Well, wrong. M. Night Shyamalan has a lot to answer for. Hide and Seek is that movie, but it’s also decidedly not that movie. David Calloway (Robert De Niro) is a recently widowed psychiatrist. Worried about the mental health of his young daughter, Emily (Dakota Fanning), he removes them both to a remote house in the country where they can recuperate. (Movies would have us believe this is what Americans do whenever anything bad happens, because relocating to somewhere no-one knows you and your old house is full of dark corners is clearly the way to put the sunshine back in your life.) Emily is withdrawn to begin with, but then develops an imaginary friend called Charlie. The friendship initially seems innocent, but takes on increasingly sinister overtones as Emily apparently mutilates a potential friend’s doll, murders her cat, and then moves onto her father’s new girlfriend.

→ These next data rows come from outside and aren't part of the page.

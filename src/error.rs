// Dataset loading errors
//
// Query-time misses are not errors: they come back as `Lookup::NotFound` or
// `Lookup::NotApplicable`. Only a dataset that cannot be read or parsed fails.

use std::path::PathBuf;
use thiserror::Error;

/// A dataset that violates the expected country/subcountry structure.
///
/// `line` is 1-based and `content` is the trimmed text of that line, so the
/// offending entry can be found in the source file directly.
#[derive(Debug, Clone, PartialEq, Eq, Error)]
#[error("malformed dataset in country {country:?} at line {line}: {reason} (`{content}`)")]
pub struct MalformedDatasetError {
    pub country: String,
    pub line: usize,
    pub content: String,
    pub reason: String,
}

#[derive(Debug, Error)]
pub enum DatasetError {
    #[error("failed to read dataset {}: {source}", .path.display())]
    Io {
        path: PathBuf,
        #[source]
        source: std::io::Error,
    },

    #[error(transparent)]
    Malformed(#[from] MalformedDatasetError),
}

impl DatasetError {
    /// The parse failure, if this error came from a corrupt dataset
    pub fn malformed(&self) -> Option<&MalformedDatasetError> {
        match self {
            DatasetError::Malformed(e) => Some(e),
            DatasetError::Io { .. } => None,
        }
    }
}
use std::io;

use utils_crate::error::UtilsError;

#[test]
fn test_io_error_conversion_ct() {
    let io_err = io::Error::new(io::ErrorKind::NotFound, "file not found");
    let path_str = "non_existent_topology.json";
    let utils_err = UtilsError::io_with_path(io_err, path_str);

    match utils_err {
        UtilsError::Io {
            source,
            path: Some(p),
        } => {
            assert_eq!(source.kind(), io::ErrorKind::NotFound);
            assert_eq!(p, path_str);
            assert!(source.to_string().contains("file not found"));
        }
        other => panic!("Ожидался вариант UtilsError::Io с путем, получено {other:?}"),
    }

    let io_err_no_path = io::Error::new(io::ErrorKind::Other, "other io error");
    let utils_err_no_path: UtilsError = io_err_no_path.into();
    match utils_err_no_path {
        UtilsError::Io { source, path: None } => {
            assert_eq!(source.kind(), io::ErrorKind::Other);
        }
        other => panic!("Ожидался вариант UtilsError::Io без пути, получено {other:?}"),
    }
}

#[test]
fn test_config_error_formatting_ct() {
    let err = UtilsError::Config("неверный формат".to_string());
    assert_eq!(err.to_string(), "Ошибка конфигурации: неверный формат");
}

#[test]
fn test_invalid_parameter_formatting_ct() {
    let err = UtilsError::InvalidParameter("пустое имя".to_string());
    assert_eq!(err.to_string(), "Неверный параметр: пустое имя");
}

#[test]
fn test_toml_error_conversion_ct() {
    let toml_err = toml::from_str::<toml::Value>("key = ").unwrap_err();
    let err: UtilsError = toml_err.into();
    assert!(matches!(err, UtilsError::Config(ref m) if m.starts_with("Ошибка разбора TOML")));
}

#[cfg(feature = "json_errors")]
#[test]
fn test_serde_json_error_conversion_ct() {
    let json_err = serde_json::from_str::<serde_json::Value>("{\"a\": ").unwrap_err();
    let err: UtilsError = json_err.into();
    assert!(matches!(err, UtilsError::Deserialization(_)));
}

The list of suspects for these crimes is growing, however: there’s the creepy caretaker, the creepy sheriff who drops by far too often for comfort, and the creepy couple next door that recently lost their daughter. The husband, in particular, seems to be taking an unhealthy interest in Emily, who, in her turn, tends to play up to the attentions of these older men. There’s also some kind of implication that something supernatural might be at work here; long, drawn out shots of De Niro framed against an apparently empty background, or windows and doors appearing to move all by themselves, as well as the overabundance of mirrors in the house kept me on the lookout for monsters lurking in the shadows, though they sadly never emerged. Eventually, however, the David-is-Charlie “twist” is revealed – apparently the studios sent out final reel of the movie, individually numbered, separately from the rest of the movie in order to protect the ending, even though anyone who’s seen The Shining or The Sixth Sense can smell it coming a mile off – and then a painfully protracted ending follows.

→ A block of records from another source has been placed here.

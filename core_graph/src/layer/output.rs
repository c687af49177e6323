// core_graph/src/layer/output.rs

//! Выходные классификаторы: покадровый, последовательностный и декодер.

use super::kinds::{input_projection, linear, regularization};
use super::{CostTerms, Layer, LayerArgs, LayerVariant};
use crate::tensor::{DType, Tensor};

/// Функции потерь, выдающие априорное распределение CTC.
const PRIOR_LOSSES: &[&str] = &["ctc", "ce_ctc", "ctc2"];

/// Функции потерь, переопределяющие градиент по активации перед softmax.
const KNOWN_GRAD_LOSSES: &[&str] = &["sprint", "sprint_smoothed"];

/// Вариант выходного слоя, выбираемый по функции потерь.
#[derive(Debug, Clone, Copy, PartialEq, Eq)]
pub enum OutputVariant {
    /// Потери по каждому кадру (`ce` и прочие).
    Framewise,
    /// Потери по последовательности (`ctc`, `ce_ctc`, `ctc2`, `sprint`, `sprint_smoothed`).
    Sequence,
    /// Декодер (`decode`).
    Decoder,
}

impl OutputVariant {
    /// Вариант для функции потерь.
    #[must_use]
    pub fn for_loss(loss: &str) -> Self {
        match loss {
            "decode" => Self::Decoder,
            l if PRIOR_LOSSES.contains(&l) || KNOWN_GRAD_LOSSES.contains(&l) => Self::Sequence,
            _ => Self::Framewise,
        }
    }
}

/// Строит выходной слой.
///
/// `y` отсутствует для целевого потока `"null"`: тогда у слоя нет ни стоимости,
/// ни ошибок.
#[must_use]
pub fn build_classifier(
    kind: &str,
    args: &LayerArgs,
    loss: &str,
    y: Option<&Tensor>,
    n_out: usize,
) -> Layer {
    let variant = OutputVariant::for_loss(loss);
    let (operands, params) = input_projection(args, n_out);
    let z = linear(args, &operands);
    let output = match variant {
        OutputVariant::Decoder => {
            let mut inputs = vec![&z];
            inputs.extend(args.aux.encoder.iter().map(|e| e.output()));
            Tensor::apply(&args.graph, "decoder_softmax", &inputs, DType::Float32, 3)
        }
        OutputVariant::Framewise | OutputVariant::Sequence => {
            Tensor::apply(&args.graph, "softmax", &[&z], DType::Float32, 3)
        }
    };
    let constraints = regularization(args, &params);
    let cost_scale = args.config_f64("cost_scale").unwrap_or(1.0);

    let mut layer = Layer::new(args, kind, LayerVariant::Output(variant), output.clone(), n_out)
        .with_params(params)
        .with_constraints(constraints)
        .with_attr("loss", loss);
    for key in ["L1", "L2", "cost_scale"] {
        if let Some(value) = args.config.get(key) {
            layer = layer.with_attr(key, value.clone());
        }
    }

    if let Some(y) = y {
        let operands = [&z, y, &args.index];
        let cost = Tensor::apply(&args.graph, &format!("{loss}_cost"), &operands, DType::Float32, 0);
        let mut terms = CostTerms {
            cost,
            known_grads: Vec::new(),
            prior: None,
        };
        let errors = match variant {
            OutputVariant::Framewise => {
                Tensor::apply(&args.graph, "frame_errors", &[&output, y, &args.index], DType::Int32, 0)
            }
            OutputVariant::Sequence => {
                if PRIOR_LOSSES.contains(&loss) {
                    terms.prior = Some(Tensor::apply(
                        &args.graph,
                        "ctc_priors",
                        &[&output, &args.index],
                        DType::Float32,
                        1,
                    ));
                } else {
                    let grad = Tensor::apply(&args.graph, "sprint_grad", &operands, DType::Float32, 3);
                    terms.known_grads.push((z.clone(), grad));
                }
                Tensor::apply(&args.graph, "edit_distance", &[&output, y, &args.index], DType::Int32, 0)
            }
            OutputVariant::Decoder => {
                Tensor::apply(&args.graph, "decode_errors", &[&output, y, &args.index], DType::Int32, 0)
            }
        };
        layer = layer.with_cost(terms, cost_scale).with_errors(errors);
    }
    layer
}
// core_graph/src/topology.rs

//! Декларативное описание топологии: имя слоя -> [`LayerSpec`].

use std::collections::BTreeMap;
use std::str::FromStr;

use serde::Deserialize;
use serde_json::{Map, Value};
use tracing::error;

use crate::error::{GraphError, Result};
use crate::tensor::DType;

/// Ссылка на слои: в JSON записывается строкой или списком строк.
#[derive(Debug, Clone, PartialEq, Eq, Default)]
pub struct RefList(Vec<String>);

#[derive(Deserialize)]
#[serde(untagged)]
enum RawRefs {
    One(String),
    Many(Vec<String>),
}

impl<'de> Deserialize<'de> for RefList {
    fn deserialize<D: serde::Deserializer<'de>>(deserializer: D) -> std::result::Result<Self, D::Error> {
        Ok(match RawRefs::deserialize(deserializer)? {
            RawRefs::One(name) if name.is_empty() => Self(Vec::new()),
            RawRefs::One(name) => Self(vec![name]),
            RawRefs::Many(names) => Self(names),
        })
    }
}

impl RefList {
    /// Список из имен.
    #[must_use]
    pub fn new(names: Vec<String>) -> Self {
        Self(names)
    }

    /// Разбирает строку с именами через запятую. Пустые сегменты отбрасываются.
    #[must_use]
    pub fn from_comma_joined(joined: &str) -> Self {
        Self(
            joined
                .split(',')
                .filter(|s| !s.is_empty())
                .map(str::to_string)
                .collect(),
        )
    }

    /// Имена в порядке объявления.
    #[must_use]
    pub fn names(&self) -> &[String] {
        &self.0
    }

    /// Пуст ли список.
    #[must_use]
    pub fn is_empty(&self) -> bool {
        self.0.is_empty()
    }

    /// Единственное имя для полей, ссылающихся ровно на один слой.
    ///
    /// # Errors
    /// `InvalidConfig`, если имен не ровно одно.
    pub fn single(&self, field: &str, layer: &str) -> Result<&str> {
        match self.0.as_slice() {
            [name] => Ok(name),
            other => Err(GraphError::InvalidConfig(format!(
                "слой '{layer}': поле '{field}' должно ссылаться ровно на один слой, получено {}",
                other.len()
            ))),
        }
    }
}

impl From<&str> for RefList {
    fn from(name: &str) -> Self {
        Self(vec![name.to_string()])
    }
}

/// Описание одного слоя.
///
/// Ссылочные поля принимают строку или список; `"data"` означает сырой вход,
/// `"null"` означает отсутствие ссылки. Остальные ключи сохраняются в `extra`.
#[derive(Debug, Clone, PartialEq, Default, Deserialize)]
pub struct LayerSpec {
    /// Вид слоя.
    pub class: String,
    /// Источники.
    #[serde(default)]
    pub from: Option<RefList>,
    /// Целевой поток.
    #[serde(default)]
    pub target: Option<String>,
    /// Кодировщики.
    #[serde(default)]
    pub encoder: Option<RefList>,
    /// Базовые слои.
    #[serde(default)]
    pub base: Option<RefList>,
    /// Копируемый слой.
    #[serde(default)]
    pub copy_input: Option<RefList>,
    /// Слой центроидов.
    #[serde(default)]
    pub centroids: Option<RefList>,
    /// Тип элементов целевого потока (по умолчанию `int32`).
    #[serde(default)]
    pub dtype: Option<String>,
    /// Функция потерь классификатора.
    #[serde(default)]
    pub loss: Option<String>,
    /// Размерность выхода.
    #[serde(default)]
    pub n_out: Option<usize>,
    /// Количество символов классификатора.
    #[serde(default)]
    pub n_symbols: Option<usize>,
    /// Вероятность dropout.
    #[serde(default)]
    pub dropout: Option<f64>,
    /// Политика маски слоя.
    #[serde(default)]
    pub mask: Option<String>,
    /// Остальные ключи.
    #[serde(flatten)]
    pub extra: Map<String, Value>,
}

impl LayerSpec {
    /// Описание слоя заданного вида без остальных полей.
    #[must_use]
    pub fn of_class(class: &str) -> Self {
        Self {
            class: class.to_string(),
            ..Self::default()
        }
    }

    /// Тип элементов целевого потока.
    ///
    /// # Errors
    /// `InvalidConfig` для неизвестного имени типа.
    pub fn dtype(&self) -> Result<DType> {
        self.dtype.as_deref().map_or(Ok(DType::Int32), DType::from_str)
    }
}

/// Топология: описания слоев по именам, в отсортированном порядке.
#[derive(Debug, Clone, PartialEq, Default)]
pub struct Topology {
    layers: BTreeMap<String, LayerSpec>,
}

impl Topology {
    /// Пустая топология.
    #[must_use]
    pub fn new() -> Self {
        Self::default()
    }

    /// Разбирает топологию из JSON-объекта.
    ///
    /// # Errors
    /// `InvalidTopologySyntax`, если значение не объект или описание слоя некорректно.
    pub fn from_value(value: &Value) -> Result<Self> {
        let Value::Object(map) = value else {
            return Err(GraphError::InvalidTopologySyntax {
                message: "топология должна быть JSON-объектом".to_string(),
                content: value.to_string(),
            });
        };
        let mut layers = BTreeMap::new();
        for (name, spec) in map {
            let spec = LayerSpec::deserialize(spec).map_err(|e| GraphError::InvalidTopologySyntax {
                message: format!("слой '{name}': {e}"),
                content: spec.to_string(),
            })?;
            layers.insert(name.clone(), spec);
        }
        Ok(Self { layers })
    }

    /// Разбирает топологию из текста JSON. Ключ верхнего уровня `"network"`
    /// разворачивается. При ошибке разбора текст выводится в лог.
    ///
    /// # Errors
    /// `InvalidTopologySyntax` при синтаксической ошибке или некорректном описании.
    pub fn from_json_str(content: &str) -> Result<Self> {
        Self::from_value(&parse_json_text(content)?)
    }

    /// Добавляет или заменяет описание слоя.
    pub fn insert(&mut self, name: impl Into<String>, spec: LayerSpec) {
        self.layers.insert(name.into(), spec);
    }

    /// Описание слоя по имени.
    #[must_use]
    pub fn get(&self, name: &str) -> Option<&LayerSpec> {
        self.layers.get(name)
    }

    /// Есть ли слой с таким именем.
    #[must_use]
    pub fn contains(&self, name: &str) -> bool {
        self.layers.contains_key(name)
    }

    /// Описания в отсортированном по имени порядке.
    pub fn iter(&self) -> impl Iterator<Item = (&String, &LayerSpec)> {
        self.layers.iter()
    }

    /// Количество слоев.
    #[must_use]
    pub fn len(&self) -> usize {
        self.layers.len()
    }

    /// Пуста ли топология.
    #[must_use]
    pub fn is_empty(&self) -> bool {
        self.layers.is_empty()
    }
}

/// Разбирает текст топологии в JSON-значение и разворачивает ключ `"network"`.
/// При ошибке разбора текст выводится в лог.
///
/// # Errors
/// `InvalidTopologySyntax` при синтаксической ошибке.
pub fn parse_json_text(content: &str) -> Result<Value> {
    let value: Value = serde_json::from_str(content).map_err(|e| {
        error!("Ошибка разбора топологии: {e}");
        error!("Содержимое топологии:\n--- BEGIN JSON ---\n{content}\n--- END JSON ---");
        GraphError::InvalidTopologySyntax {
            message: e.to_string(),
            content: content.to_string(),
        }
    })?;
    Ok(unwrap_network_key(value))
}

/// Разворачивает `{"network": {...}}` в `{...}`.
#[must_use]
pub fn unwrap_network_key(value: Value) -> Value {
    match value {
        Value::Object(mut map) if matches!(map.get("network"), Some(Value::Object(_))) => {
            map.remove("network").unwrap_or(Value::Object(Map::new()))
        }
        other => other,
    }
}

To give Polson his due, he did deliver a couple of impressive deaths towards the end, along with several nods to his predecessors in the genre. The problem is that this movie really isn’t anything new; the prolonged ending is probably symptomatic of too much money rather than any artistic merit. The movie as a whole suffers from its overblown budget: it’s a paint-by-numbers horror that relies heavily on cheap scares. Creepy noises that turn out to be the cat just aren’t impressive any more, and neither are jumps induced solely by loud noises. The target audience is clearly the young-teen market; the cinema tonight was packed, and, at 21, I felt ancient. Even they weren’t prepared to be scared by the movie, though: on the odd occasion something raised a shriek from a member of the audience, the rest of the cinema laughed heartily, and rightfully so. I fear for the next generation, however, if this is how they choose to spend their Friday evenings.

Potentially, some deeper psychological meanings could be extrapolated from this movie: for example, David’s tendency to kill women in water, or at least create the appearance of a watery grave, must be indicative of something; the doll parts floating in the water in the cave at the end seemed to be desperately trying to represent something that never emerged. The credits at the very beginning signalled this rather disappointing tendency: as names appeared onscreen, a childish scrawl copied the names, or titles, or sometimes just picked out some letters at random: cat, red, man. The signifiers are there, they just don't signify anything more than yet another thoughtless horror cashing in on the cute-yet-incredibly-scary child phenomenon. There’s nothing here to give you the creeping horrors late at night.